#### TASK REQUIREMENTS
Return the data that follows exactly. Include every line.

----- DATASET CONTENT

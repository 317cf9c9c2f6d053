// tests/ledger_store.rs
use std::collections::BTreeSet;
use std::fs;

use chrono::{Duration, TimeZone, Utc};
use tech_trends_digest::LedgerStore;

#[tokio::test]
async fn missing_file_is_an_empty_ledger() {
    let dir = tempfile::tempdir().unwrap();
    let store = LedgerStore::new(dir.path().join("nope.json"));
    let l = store.try_load().await.expect("absent is not an error");
    assert!(l.is_empty());
}

#[tokio::test]
async fn corrupt_or_wrong_shape_file_is_an_error() {
    let dir = tempfile::tempdir().unwrap();
    let p = dir.path().join("delivered.json");

    fs::write(&p, "{ this is not json").unwrap();
    assert!(LedgerStore::new(&p).try_load().await.is_err());

    fs::write(&p, r#"{"delivered": 42}"#).unwrap();
    assert!(LedgerStore::new(&p).try_load().await.is_err());
}

#[tokio::test]
async fn commit_then_load_round_trips_exactly() {
    let dir = tempfile::tempdir().unwrap();
    let store = LedgerStore::new(dir.path().join("state").join("delivered.json"));
    let urls: BTreeSet<String> = [
        "https://a.test/1",
        "https://b.test/ünïcödé",
        "http://arxiv.org/abs/2509.01234v1",
        "",
    ]
    .into_iter()
    .map(String::from)
    .collect();

    store.commit(urls.clone(), Utc::now()).await.expect("commit ok");
    let loaded = store.try_load().await.unwrap();
    let back: BTreeSet<String> = loaded.urls().map(String::from).collect();
    assert_eq!(back, urls);
}

#[tokio::test]
async fn commit_merges_with_what_is_on_disk() {
    let dir = tempfile::tempdir().unwrap();
    let store = LedgerStore::new(dir.path().join("delivered.json"));
    let t0 = Utc.with_ymd_and_hms(2025, 9, 1, 7, 0, 0).unwrap();

    store.commit(["a", "b"], t0).await.unwrap();
    let merged = store.commit(["b", "c"], t0 + Duration::days(1)).await.unwrap();

    assert_eq!(merged.urls().collect::<Vec<_>>(), vec!["a", "b", "c"]);
    let on_disk = store.try_load().await.unwrap();
    assert_eq!(on_disk, merged);
    assert_eq!(on_disk.delivered_at("b"), Some(t0));
}

#[tokio::test]
async fn commit_leaves_no_temp_file_behind() {
    let dir = tempfile::tempdir().unwrap();
    let store = LedgerStore::new(dir.path().join("delivered.json"));
    store.commit(["x"], Utc::now()).await.unwrap();

    let names: Vec<String> = fs::read_dir(dir.path())
        .unwrap()
        .map(|e| e.unwrap().file_name().to_string_lossy().to_string())
        .collect();
    assert_eq!(names, vec!["delivered.json".to_string()]);
}

#[tokio::test]
async fn commit_over_corrupt_file_recovers() {
    let dir = tempfile::tempdir().unwrap();
    let p = dir.path().join("delivered.json");
    fs::write(&p, "garbage").unwrap();
    let store = LedgerStore::new(&p);
    store.commit(["fresh"], Utc::now()).await.unwrap();
    assert!(store.try_load().await.unwrap().contains("fresh"));
}

#[cfg(unix)]
#[tokio::test]
async fn unreadable_ledger_is_not_overwritten() {
    use std::os::unix::fs::PermissionsExt;

    let dir = tempfile::tempdir().unwrap();
    let p = dir.path().join("delivered.json");
    let store = LedgerStore::new(&p);
    store.commit(["https://old/1", "https://old/2"], Utc::now()).await.unwrap();
    let before = fs::read(&p).unwrap();

    fs::set_permissions(&p, fs::Permissions::from_mode(0o000)).unwrap();
    if fs::read(&p).is_ok() {
        // root ignores file modes; nothing to check here
        return;
    }

    let res = store.commit(["https://new/3"], Utc::now()).await;
    fs::set_permissions(&p, fs::Permissions::from_mode(0o644)).unwrap();

    assert!(res.is_err(), "commit must fail instead of starting from empty");
    assert_eq!(fs::read(&p).unwrap(), before);
    let l = store.try_load().await.unwrap();
    assert!(l.contains("https://old/1"));
    assert!(!l.contains("https://new/3"));
}

#[tokio::test]
async fn commit_failure_is_surfaced() {
    let dir = tempfile::tempdir().unwrap();
    // parent "directory" is a regular file, so the ledger cannot be written
    let blocker = dir.path().join("blocker");
    fs::write(&blocker, "").unwrap();
    let store = LedgerStore::new(blocker.join("delivered.json"));
    assert!(store.commit(["x"], Utc::now()).await.is_err());
}

#[tokio::test]
async fn retention_is_opt_in_and_applies_at_commit() {
    let dir = tempfile::tempdir().unwrap();
    let p = dir.path().join("delivered.json");
    let t0 = Utc.with_ymd_and_hms(2025, 1, 1, 0, 0, 0).unwrap();
    let later = t0 + Duration::days(40);

    let keep_all = LedgerStore::new(&p);
    keep_all.commit(["old"], t0).await.unwrap();
    keep_all.commit(["new"], later).await.unwrap();
    assert_eq!(keep_all.try_load().await.unwrap().len(), 2);

    let pruning = LedgerStore::new(&p).with_retention_days(Some(30));
    let l = pruning.commit(["newest"], later).await.unwrap();
    assert!(!l.contains("old"));
    assert!(l.contains("new"));
    assert!(l.contains("newest"));
}

#[tokio::test]
async fn legacy_plain_array_is_readable() {
    let dir = tempfile::tempdir().unwrap();
    let p = dir.path().join("delivered.json");
    fs::write(&p, r#"["https://a.test","https://b.test"]"#).unwrap();
    let l = LedgerStore::new(&p).try_load().await.unwrap();
    assert!(l.contains("https://a.test"));
    assert!(l.contains("https://b.test"));
}
// src/notify/email.rs
use std::time::Duration;

use anyhow::{Context, Result};
use lettre::message::{Mailbox, Message, MultiPart};
use lettre::transport::smtp::{authentication::Credentials, AsyncSmtpTransport};
use lettre::{AsyncTransport, Tokio1Executor};

use super::{Digest, Notifier};
use crate::config::{EmailConfig, SmtpSettings};
use crate::ingest::types::TrendItem;

/// SMTP (STARTTLS) delivery of the digest as multipart plain + HTML.
pub struct EmailNotifier {
    mailer: AsyncSmtpTransport<Tokio1Executor>,
    from: Mailbox,
    to: Mailbox,
}

impl EmailNotifier {
    /// Fails on malformed addresses or SMTP host, so bad credentials config
    /// is caught before any source is fetched.
    pub fn new(email: &EmailConfig, smtp: &SmtpSettings) -> Result<Self> {
        let creds = Credentials::new(email.user.clone(), email.password.clone());
        let mailer = AsyncSmtpTransport::<Tokio1Executor>::starttls_relay(&smtp.host)
            .with_context(|| format!("invalid SMTP host {:?}", smtp.host))?
            .port(smtp.port)
            .credentials(creds)
            .timeout(Some(Duration::from_secs(smtp.timeout_secs)))
            .build();

        let from = email
            .user
            .parse()
            .with_context(|| format!("invalid EMAIL_USER address {:?}", email.user))?;
        let to = email
            .recipient
            .parse()
            .with_context(|| format!("invalid RECIPIENT_EMAIL address {:?}", email.recipient))?;

        Ok(Self { mailer, from, to })
    }

    fn build_message(&self, items: &[TrendItem]) -> Result<Message> {
        let digest = Digest::new(items, chrono::Local::now().date_naive());
        Message::builder()
            .from(self.from.clone())
            .to(self.to.clone())
            .subject(digest.subject())
            .multipart(MultiPart::alternative_plain_html(
                digest.to_plain(),
                digest.to_html(),
            ))
            .context("build email")
    }

    async fn try_send(&self, items: &[TrendItem]) -> Result<()> {
        let msg = self.build_message(items)?;
        self.mailer.send(msg).await.context("send email")?;
        Ok(())
    }
}

#[async_trait::async_trait]
impl Notifier for EmailNotifier {
    async fn send(&self, items: &[TrendItem]) -> bool {
        match self.try_send(items).await {
            Ok(()) => {
                tracing::info!(to = %self.to, items = items.len(), "digest email sent");
                true
            }
            Err(e) => {
                tracing::error!(to = %self.to, error = ?e, "digest email failed");
                false
            }
        }
    }
}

----------

#### SOLUTION
repository 317cf9c9c2f6d053
// tests/ledger_store.rs
use std::collections::BTreeSet;
use std::fs;

use chrono::{Duration, TimeZone, Utc};
use tech_trends_digest::LedgerStore;

#[tokio::test]
async fn missing_file_is_an_empty_ledger() {
    let dir = tempfile::tempdir().unwrap();
    let store = LedgerStore::new(dir.path().join("nope.json"));
    let l = store.try_load().await.expect("absent is not an error");
    assert!(l.is_empty());
}

#[tokio::test]
async fn corrupt_or_wrong_shape_file_is_an_error() {
    let dir = tempfile::tempdir().unwrap();
    let p = dir.path().join("delivered.json");

    fs::write(&p, "{ this is not json").unwrap();
    assert!(LedgerStore::new(&p).try_load().await.is_err());

    fs::write(&p, r#"{"delivered": 42}"#).unwrap();
    assert!(LedgerStore::new(&p).try_load().await.is_err());
}

#[tokio::test]
async fn commit_then_load_round_trips_exactly() {
    let dir = tempfile::tempdir().unwrap();
    let store = LedgerStore::new(dir.path().join("state").join("delivered.json"));
    let urls: BTreeSet<String> = [
        "https://a.test/1",
        "https://b.test/ünïcödé",
        "http://arxiv.org/abs/2509.01234v1",
        "",
    ]
    .into_iter()
    .map(String::from)
    .collect();

    store.commit(urls.clone(), Utc::now()).await.expect("commit ok");
    let loaded = store.try_load().await.unwrap();
    let back: BTreeSet<String> = loaded.urls().map(String::from).collect();
    assert_eq!(back, urls);
}

#[tokio::test]
async fn commit_merges_with_what_is_on_disk() {
    let dir = tempfile::tempdir().unwrap();
    let store = LedgerStore::new(dir.path().join("delivered.json"));
    let t0 = Utc.with_ymd_and_hms(2025, 9, 1, 7, 0, 0).unwrap();

    store.commit(["a", "b"], t0).await.unwrap();
    let merged = store.commit(["b", "c"], t0 + Duration::days(1)).await.unwrap();

    assert_eq!(merged.urls().collect::<Vec<_>>(), vec!["a", "b", "c"]);
    let on_disk = store.try_load().await.unwrap();
    assert_eq!(on_disk, merged);
    assert_eq!(on_disk.delivered_at("b"), Some(t0));
}

#[tokio::test]
async fn commit_leaves_no_temp_file_behind() {
    let dir = tempfile::tempdir().unwrap();
    let store = LedgerStore::new(dir.path().join("delivered.json"));
    store.commit(["x"], Utc::now()).await.unwrap();

    let names: Vec<String> = fs::read_dir(dir.path())
        .unwrap()
        .map(|e| e.unwrap().file_name().to_string_lossy().to_string())
        .collect();
    assert_eq!(names, vec!["delivered.json".to_string()]);
}

#[tokio::test]
async fn commit_over_corrupt_file_recovers() {
    let dir = tempfile::tempdir().unwrap();
    let p = dir.path().join("delivered.json");
    fs::write(&p, "garbage").unwrap();
    let store = LedgerStore::new(&p);
    store.commit(["fresh"], Utc::now()).await.unwrap();
    assert!(store.try_load().await.unwrap().contains("fresh"));
}

#[cfg(unix)]
#[tokio::test]
async fn unreadable_ledger_is_not_overwritten() {
    use std::os::unix::fs::PermissionsExt;

    let dir = tempfile::tempdir().unwrap();
    let p = dir.path().join("delivered.json");
    let store = LedgerStore::new(&p);
    store.commit(["https://old/1", "https://old/2"], Utc::now()).await.unwrap();
    let before = fs::read(&p).unwrap();

    fs::set_permissions(&p, fs::Permissions::from_mode(0o000)).unwrap();
    if fs::read(&p).is_ok() {
        // root ignores file modes; nothing to check here
        return;
    }

    let res = store.commit(["https://new/3"], Utc::now()).await;
    fs::set_permissions(&p, fs::Permissions::from_mode(0o644)).unwrap();

    assert!(res.is_err(), "commit must fail instead of starting from empty");
    assert_eq!(fs::read(&p).unwrap(), before);
    let l = store.try_load().await.unwrap();
    assert!(l.contains("https://old/1"));
    assert!(!l.contains("https://new/3"));
}

#[tokio::test]
async fn commit_failure_is_surfaced() {
    let dir = tempfile::tempdir().unwrap();
    // parent "directory" is a regular file, so the ledger cannot be written
    let blocker = dir.path().join("blocker");
    fs::write(&blocker, "").unwrap();
    let store = LedgerStore::new(blocker.join("delivered.json"));
    assert!(store.commit(["x"], Utc::now()).await.is_err());
}

#[tokio::test]
async fn retention_is_opt_in_and_applies_at_commit() {
    let dir = tempfile::tempdir().unwrap();
    let p = dir.path().join("delivered.json");
    let t0 = Utc.with_ymd_and_hms(2025, 1, 1, 0, 0, 0).unwrap();
    let later = t0 + Duration::days(40);

    let keep_all = LedgerStore::new(&p);
    keep_all.commit(["old"], t0).await.unwrap();
    keep_all.commit(["new"], later).await.unwrap();
    assert_eq!(keep_all.try_load().await.unwrap().len(), 2);

    let pruning = LedgerStore::new(&p).with_retention_days(Some(30));
    let l = pruning.commit(["newest"], later).await.unwrap();
    assert!(!l.contains("old"));
    assert!(l.contains("new"));
    assert!(l.contains("newest"));
}

#[tokio::test]
async fn legacy_plain_array_is_readable() {
    let dir = tempfile::tempdir().unwrap();
    let p = dir.path().join("delivered.json");
    fs::write(&p, r#"["https://a.test","https://b.test"]"#).unwrap();
    let l = LedgerStore::new(&p).try_load().await.unwrap();
    assert!(l.contains("https://a.test"));
    assert!(l.contains("https://b.test"));
}
// src/notify/email.rs
use std::time::Duration;

use anyhow::{Context, Result};
use lettre::message::{Mailbox, Message, MultiPart};
use lettre::transport::smtp::{authentication::Credentials, AsyncSmtpTransport};
use lettre::{AsyncTransport, Tokio1Executor};

use super::{Digest, Notifier};
use crate::config::{EmailConfig, SmtpSettings};
use crate::ingest::types::TrendItem;

/// SMTP (STARTTLS) delivery of the digest as multipart plain + HTML.
pub struct EmailNotifier {
    mailer: AsyncSmtpTransport<Tokio1Executor>,
    from: Mailbox,
    to: Mailbox,
}

impl EmailNotifier {
    /// Fails on malformed addresses or SMTP host, so bad credentials config
    /// is caught before any source is fetched.
    pub fn new(email: &EmailConfig, smtp: &SmtpSettings) -> Result<Self> {
        let creds = Credentials::new(email.user.clone(), email.password.clone());
        let mailer = AsyncSmtpTransport::<Tokio1Executor>::starttls_relay(&smtp.host)
            .with_context(|| format!("invalid SMTP host {:?}", smtp.host))?
            .port(smtp.port)
            .credentials(creds)
            .timeout(Some(Duration::from_secs(smtp.timeout_secs)))
            .build();

        let from = email
            .user
            .parse()
            .with_context(|| format!("invalid EMAIL_USER address {:?}", email.user))?;
        let to = email
            .recipient
            .parse()
            .with_context(|| format!("invalid RECIPIENT_EMAIL address {:?}", email.recipient))?;

        Ok(Self { mailer, from, to })
    }

    fn build_message(&self, items: &[TrendItem]) -> Result<Message> {
        let digest = Digest::new(items, chrono::Local::now().date_naive());
        Message::builder()
            .from(self.from.clone())
            .to(self.to.clone())
            .subject(digest.subject())
            .multipart(MultiPart::alternative_plain_html(
                digest.to_plain(),
                digest.to_html(),
            ))
            .context("build email")
    }

    async fn try_send(&self, items: &[TrendItem]) -> Result<()> {
        let msg = self.build_message(items)?;
        self.mailer.send(msg).await.context("send email")?;
        Ok(())
    }
}

#[async_trait::async_trait]
impl Notifier for EmailNotifier {
    async fn send(&self, items: &[TrendItem]) -> bool {
        match self.try_send(items).await {
            Ok(()) => {
                tracing::info!(to = %self.to, items = items.len(), "digest email sent");
                true
            }
            Err(e) => {
                tracing::error!(to = %self.to, error = ?e, "digest email failed");
                false
            }
        }
    }
}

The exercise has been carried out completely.